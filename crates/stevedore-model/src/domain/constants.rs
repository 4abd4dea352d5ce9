//! Well-known label keys and flag names.
//!
//! Namespaced keys are given without the namespace prefix; the label parser joins them with the
//! configured namespace at runtime.

/// Label namespace used when none is configured.
pub const DEFAULT_NAMESPACE: &str = "stevedore";

/// Flag that merges job definitions from the container's image labels.
pub const FLAG_IMAGE: &str = "image";

/// Flag that restricts a service's jobs to a single container.
pub const FLAG_SERVICE: &str = "service";

/// `<ns>.options.flags`
pub const OPTIONS_FLAGS_KEY: &str = "options.flags";

/// `<ns>.options.user`
pub const OPTIONS_USER_KEY: &str = "options.user";

/// `<ns>.options`, deprecated alias of [`OPTIONS_FLAGS_KEY`].
pub const OPTIONS_DEPRECATED_KEY: &str = "options";

/// Marker inside a job key that assigns an environment variable: `<job>.env.<VAR>`.
pub const ENV_SEGMENT: &str = ".env.";

/// Identity labels set by docker compose, in their configured order.
pub const DEFAULT_SERVICE_ID_LABELS: [&str; 2] =
    ["com.docker.compose.project", "com.docker.compose.service"];

/// Image labels that carry the image title, newest convention first.
pub const IMAGE_TITLE_LABELS: [&str; 2] = ["org.opencontainers.image.title", "org.label-schema.name"];
use crate::metrics::backend::{JobOutcome, MetricsBackend, SkipReason};

/// No-op metrics backend that compiles to nothing.
#[derive(Debug, Clone, Copy, Default)]
pub struct NoOpMetrics;

impl MetricsBackend for NoOpMetrics {
    #[inline(always)]
    fn record_job_started(&self, _: &str) {}

    #[inline(always)]
    fn record_job_completed(&self, _: &str, _: JobOutcome, _: u64) {}

    #[inline(always)]
    fn record_job_skipped(&self, _: &str, _: SkipReason) {}

    #[inline(always)]
    fn record_runtime_error(&self, _: &str) {}
}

## [Problem description]
In the listing above, find each line with the word "image" and copy it.

## [Your solution]
/// Flag that merges job definitions from the container's image labels.
pub const FLAG_IMAGE: &str = "image";
/// Image labels that carry the image title, newest convention first.
pub const IMAGE_TITLE_LABELS: [&str; 2] = ["org.opencontainers.image.title", "org.label-schema.name"];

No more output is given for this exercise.